■ **TRY IT**
Each line of the data has to be transcribed exactly.

DATA SECTION section start

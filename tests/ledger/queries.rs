//! Draw, range and full-scan queries.

use bet_ledger::{InMemoryKvStore, LedgerConfig, Router};
use serde_json::json;

use crate::support::{bet_args, parse_bet, parse_records, record_keys};

fn router_with_bets() -> Router<InMemoryKvStore> {
    let router = Router::in_memory();
    for (bet_id, draw_id, pick) in [
        ("324636", "556578", "1111"),
        ("324640", "556579", "4321"),
        ("324637", "556578", "0087"),
    ] {
        router
            .invoke("placeBet", &bet_args(bet_id, draw_id, pick))
            .unwrap();
    }
    router
}

#[test]
fn example_scenario() {
    let router = Router::in_memory();
    router
        .invoke("placeBet", &bet_args("324636", "556578", "1111"))
        .unwrap();

    let bet = parse_bet(&router.invoke("queryBet", &["324636"]).unwrap().unwrap());
    assert_eq!(bet.bet_id, "324636");
    assert_eq!(bet.pick, "1111");

    let hits = parse_records(&router.invoke("queryByDrawID", &["556578"]).unwrap().unwrap());
    assert_eq!(hits.len(), 1);
    assert_eq!(hits[0]["Key"], "324636");
    assert_eq!(hits[0]["Record"]["pick"], "1111");

    let none = router.invoke("queryByDrawID", &["000000"]).unwrap().unwrap();
    assert_eq!(none, b"[]");
}

#[test]
fn draw_query_returns_exactly_the_matches() {
    let router = router_with_bets();
    let hits = parse_records(&router.invoke("queryByDrawID", &["556578"]).unwrap().unwrap());
    let mut keys = record_keys(&hits);
    keys.sort();
    assert_eq!(keys, vec!["324636", "324637"]);
    assert!(hits.iter().all(|h| h["Record"]["draw_id"] == "556578"));
}

#[test]
fn draw_query_cannot_be_widened_by_its_argument() {
    let router = router_with_bets();
    let hits = router
        .invoke("queryByDrawID", &[r#"556578"},"pick":{"$ne":""#])
        .unwrap()
        .unwrap();
    assert_eq!(hits, b"[]");
}

#[test]
fn full_scan_is_in_key_order() {
    let router = router_with_bets();
    let all = parse_records(&router.invoke::<&str>("queryAllBets", &[]).unwrap().unwrap());
    assert_eq!(record_keys(&all), vec!["324636", "324637", "324640"]);
    assert_eq!(router.engine().store().open_cursors(), 0);
}

#[test]
fn full_scan_of_empty_ledger() {
    let router = Router::in_memory();
    let all = router.invoke::<&str>("queryAllBets", &[]).unwrap().unwrap();
    assert_eq!(all, b"[]");
}

#[test]
fn range_query_over_seeded_index() {
    let router = router_with_bets();
    router.invoke::<&str>("init", &[]).unwrap();

    let index = parse_records(&router.invoke("queryByRange", &["BetIndex"]).unwrap().unwrap());
    assert_eq!(
        record_keys(&index),
        vec![
            "BetIndex~4D~324636~",
            "BetIndex~4D~324637~",
            "BetIndex~4D~324638~",
            "BetIndex~4D~324639~",
        ]
    );

    let narrowed = parse_records(
        &router
            .invoke("queryByRange", &["BetIndex", "4D", "324638"])
            .unwrap()
            .unwrap(),
    );
    assert_eq!(record_keys(&narrowed), vec!["BetIndex~4D~324638~"]);
    assert_eq!(narrowed[0]["Record"]["pick"], json!("8700"));

    let other_game = router.invoke("queryByRange", &["BetIndex", "5D"]).unwrap().unwrap();
    assert_eq!(other_game, b"[]");
}

#[test]
fn draw_query_falls_back_to_scan_when_configured() {
    let config = LedgerConfig::default().with_predicate_fallback(true);
    let router = Router::with_config(InMemoryKvStore::without_rich_query(), config);
    router
        .invoke("placeBet", &bet_args("1", "556578", "1111"))
        .unwrap();
    router
        .invoke("placeBet", &bet_args("2", "556579", "2222"))
        .unwrap();

    let hits = parse_records(&router.invoke("queryByDrawID", &["556578"]).unwrap().unwrap());
    assert_eq!(record_keys(&hits), vec!["1"]);
}
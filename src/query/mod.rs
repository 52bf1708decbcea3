//! Queries - point lookups, composite-key range scans, selector queries, and
//! the JSON rendering of their result sets.
//!
//! ## Example
//!
//! ```
//! use bet_ledger::query::QueryEngine;
//! use bet_ledger::store::InMemoryKvStore;
//! use bet_ledger::Bet;
//!
//! let engine = QueryEngine::new(InMemoryKvStore::new());
//! engine.put_bet(&Bet {
//!     bet_id: "324636".into(),
//!     draw_id: "556578".into(),
//!     ..Bet::default()
//! }).unwrap();
//!
//! let matched = engine.query_by_predicate("draw_id", "556578").unwrap();
//! let payload = engine.serializer().serialize(&matched).unwrap();
//! assert!(payload.starts_with(br#"[{"Key":"324636","Record":{"#));
//! ```

mod engine;
mod selector;
mod serializer;

pub use engine::QueryEngine;
pub use selector::Selector;
pub use serializer::ResultSerializer;
//! ResultSerializer - renders a result set as a JSON array of `{Key, Record}`.

use serde::Serialize;
use serde_json::value::RawValue;

use crate::error::{LedgerError, LedgerResult};
use crate::store::KeyValue;

#[derive(Serialize)]
struct QueryRecord<'a> {
    #[serde(rename = "Key")]
    key: &'a str,
    #[serde(rename = "Record")]
    record: RecordPayload,
}

#[derive(Serialize)]
#[serde(untagged)]
enum RecordPayload {
    /// Stored JSON embedded as-is, not re-escaped.
    Json(Box<RawValue>),
    /// Lenient mode only: a payload that is not JSON, carried as a string.
    Text(String),
}

/// Serializes result sets, preserving input order.
#[derive(Debug, Clone, Copy, PartialEq, Eq)]
pub struct ResultSerializer {
    strict: bool,
}

impl Default for ResultSerializer {
    fn default() -> Self {
        Self::strict()
    }
}

impl ResultSerializer {
    /// Fail with `MalformedRecord` on the first payload that is not JSON.
    pub fn strict() -> Self {
        Self { strict: true }
    }

    /// Embed non-JSON payloads as strings so the document stays valid.
    pub fn lenient() -> Self {
        Self { strict: false }
    }

    pub fn is_strict(&self) -> bool {
        self.strict
    }

    pub fn serialize(&self, entries: &[KeyValue]) -> LedgerResult<Vec<u8>> {
        let mut records = Vec::with_capacity(entries.len());
        for (key, value) in entries {
            records.push(QueryRecord {
                key,
                record: self.payload(key, value)?,
            });
        }

        serde_json::to_vec(&records).map_err(|e| LedgerError::MalformedRecord {
            key: String::new(),
            reason: e.to_string(),
        })
    }

    fn payload(&self, key: &str, value: &[u8]) -> LedgerResult<RecordPayload> {
        let parsed = std::str::from_utf8(value)
            .map_err(|e| e.to_string())
            .and_then(|text| RawValue::from_string(text.to_string()).map_err(|e| e.to_string()));

        match parsed {
            Ok(raw) => Ok(RecordPayload::Json(raw)),
            Err(reason) if self.strict => Err(LedgerError::MalformedRecord {
                key: key.to_string(),
                reason,
            }),
            Err(_) => Ok(RecordPayload::Text(
                String::from_utf8_lossy(value).into_owned(),
            )),
        }
    }
}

DATA SECTION section end

■ **WRITTEN SOLUTION**
filename tests/ledger/queries.rs
//! Draw, range and full-scan queries.

use bet_ledger::{InMemoryKvStore, LedgerConfig, Router};
use serde_json::json;

use crate::support::{bet_args, parse_bet, parse_records, record_keys};

fn router_with_bets() -> Router<InMemoryKvStore> {
    let router = Router::in_memory();
    for (bet_id, draw_id, pick) in [
        ("324636", "556578", "1111"),
        ("324640", "556579", "4321"),
        ("324637", "556578", "0087"),
    ] {
        router
            .invoke("placeBet", &bet_args(bet_id, draw_id, pick))
            .unwrap();
    }
    router
}

#[test]
fn example_scenario() {
    let router = Router::in_memory();
    router
        .invoke("placeBet", &bet_args("324636", "556578", "1111"))
        .unwrap();

    let bet = parse_bet(&router.invoke("queryBet", &["324636"]).unwrap().unwrap());
    assert_eq!(bet.bet_id, "324636");
    assert_eq!(bet.pick, "1111");

    let hits = parse_records(&router.invoke("queryByDrawID", &["556578"]).unwrap().unwrap());
    assert_eq!(hits.len(), 1);
    assert_eq!(hits[0]["Key"], "324636");
    assert_eq!(hits[0]["Record"]["pick"], "1111");

    let none = router.invoke("queryByDrawID", &["000000"]).unwrap().unwrap();
    assert_eq!(none, b"[]");
}

#[test]
fn draw_query_returns_exactly_the_matches() {
    let router = router_with_bets();
    let hits = parse_records(&router.invoke("queryByDrawID", &["556578"]).unwrap().unwrap());
    let mut keys = record_keys(&hits);
    keys.sort();
    assert_eq!(keys, vec!["324636", "324637"]);
    assert!(hits.iter().all(|h| h["Record"]["draw_id"] == "556578"));
}

#[test]
fn draw_query_cannot_be_widened_by_its_argument() {
    let router = router_with_bets();
    let hits = router
        .invoke("queryByDrawID", &[r#"556578"},"pick":{"$ne":""#])
        .unwrap()
        .unwrap();
    assert_eq!(hits, b"[]");
}

#[test]
fn full_scan_is_in_key_order() {
    let router = router_with_bets();
    let all = parse_records(&router.invoke::<&str>("queryAllBets", &[]).unwrap().unwrap());
    assert_eq!(record_keys(&all), vec!["324636", "324637", "324640"]);
    assert_eq!(router.engine().store().open_cursors(), 0);
}

#[test]
fn full_scan_of_empty_ledger() {
    let router = Router::in_memory();
    let all = router.invoke::<&str>("queryAllBets", &[]).unwrap().unwrap();
    assert_eq!(all, b"[]");
}

#[test]
fn range_query_over_seeded_index() {
    let router = router_with_bets();
    router.invoke::<&str>("init", &[]).unwrap();

    let index = parse_records(&router.invoke("queryByRange", &["BetIndex"]).unwrap().unwrap());
    assert_eq!(
        record_keys(&index),
        vec![
            "BetIndex~4D~324636~",
            "BetIndex~4D~324637~",
            "BetIndex~4D~324638~",
            "BetIndex~4D~324639~",
        ]
    );

    let narrowed = parse_records(
        &router
            .invoke("queryByRange", &["BetIndex", "4D", "324638"])
            .unwrap()
            .unwrap(),
    );
    assert_eq!(record_keys(&narrowed), vec!["BetIndex~4D~324638~"]);
    assert_eq!(narrowed[0]["Record"]["pick"], json!("8700"));

    let other_game = router.invoke("queryByRange", &["BetIndex", "5D"]).unwrap().unwrap();
    assert_eq!(other_game, b"[]");
}

#[test]
fn draw_query_falls_back_to_scan_when_configured() {
    let config = LedgerConfig::default().with_predicate_fallback(true);
    let router = Router::with_config(InMemoryKvStore::without_rich_query(), config);
    router
        .invoke("placeBet", &bet_args("1", "556578", "1111"))
        .unwrap();
    router
        .invoke("placeBet", &bet_args("2", "556579", "2222"))
        .unwrap();

    let hits = parse_records(&router.invoke("queryByDrawID", &["556578"]).unwrap().unwrap());
    assert_eq!(record_keys(&hits), vec!["1"]);
}
filename src/query/mod.rs
repository 52bf1708decbcea3
//! Queries - point lookups, composite-key range scans, selector queries, and
//! the JSON rendering of their result sets.
//!
//! ## Example
//!
//! ```
//! use bet_ledger::query::QueryEngine;
//! use bet_ledger::store::InMemoryKvStore;
//! use bet_ledger::Bet;
//!
//! let engine = QueryEngine::new(InMemoryKvStore::new());
//! engine.put_bet(&Bet {
//!     bet_id: "324636".into(),
//!     draw_id: "556578".into(),
//!     ..Bet::default()
//! }).unwrap();
//!
//! let matched = engine.query_by_predicate("draw_id", "556578").unwrap();
//! let payload = engine.serializer().serialize(&matched).unwrap();
//! assert!(payload.starts_with(br#"[{"Key":"324636","Record":{"#));
//! ```

mod engine;
mod selector;
mod serializer;

pub use engine::QueryEngine;
pub use selector::Selector;
pub use serializer::ResultSerializer;
//! ResultSerializer - renders a result set as a JSON array of `{Key, Record}`.

use serde::Serialize;
use serde_json::value::RawValue;

use crate::error::{LedgerError, LedgerResult};
use crate::store::KeyValue;

#[derive(Serialize)]
struct QueryRecord<'a> {
    #[serde(rename = "Key")]
    key: &'a str,
    #[serde(rename = "Record")]
    record: RecordPayload,
}

#[derive(Serialize)]
#[serde(untagged)]
enum RecordPayload {
    /// Stored JSON embedded as-is, not re-escaped.
    Json(Box<RawValue>),
    /// Lenient mode only: a payload that is not JSON, carried as a string.
    Text(String),
}

/// Serializes result sets, preserving input order.
#[derive(Debug, Clone, Copy, PartialEq, Eq)]
pub struct ResultSerializer {
    strict: bool,
}

impl Default for ResultSerializer {
    fn default() -> Self {
        Self::strict()
    }
}

impl ResultSerializer {
    /// Fail with `MalformedRecord` on the first payload that is not JSON.
    pub fn strict() -> Self {
        Self { strict: true }
    }

    /// Embed non-JSON payloads as strings so the document stays valid.
    pub fn lenient() -> Self {
        Self { strict: false }
    }

    pub fn is_strict(&self) -> bool {
        self.strict
    }

    pub fn serialize(&self, entries: &[KeyValue]) -> LedgerResult<Vec<u8>> {
        let mut records = Vec::with_capacity(entries.len());
        for (key, value) in entries {
            records.push(QueryRecord {
                key,
                record: self.payload(key, value)?,
            });
        }

        serde_json::to_vec(&records).map_err(|e| LedgerError::MalformedRecord {
            key: String::new(),
            reason: e.to_string(),
        })
    }

    fn payload(&self, key: &str, value: &[u8]) -> LedgerResult<RecordPayload> {
        let parsed = std::str::from_utf8(value)
            .map_err(|e| e.to_string())
            .and_then(|text| RawValue::from_string(text.to_string()).map_err(|e| e.to_string()));

        match parsed {
            Ok(raw) => Ok(RecordPayload::Json(raw)),
            Err(reason) if self.strict => Err(LedgerError::MalformedRecord {
                key: key.to_string(),
                reason,
            }),
            Err(_) => Ok(RecordPayload::Text(
                String::from_utf8_lossy(value).into_owned(),
            )),
        }
    }
}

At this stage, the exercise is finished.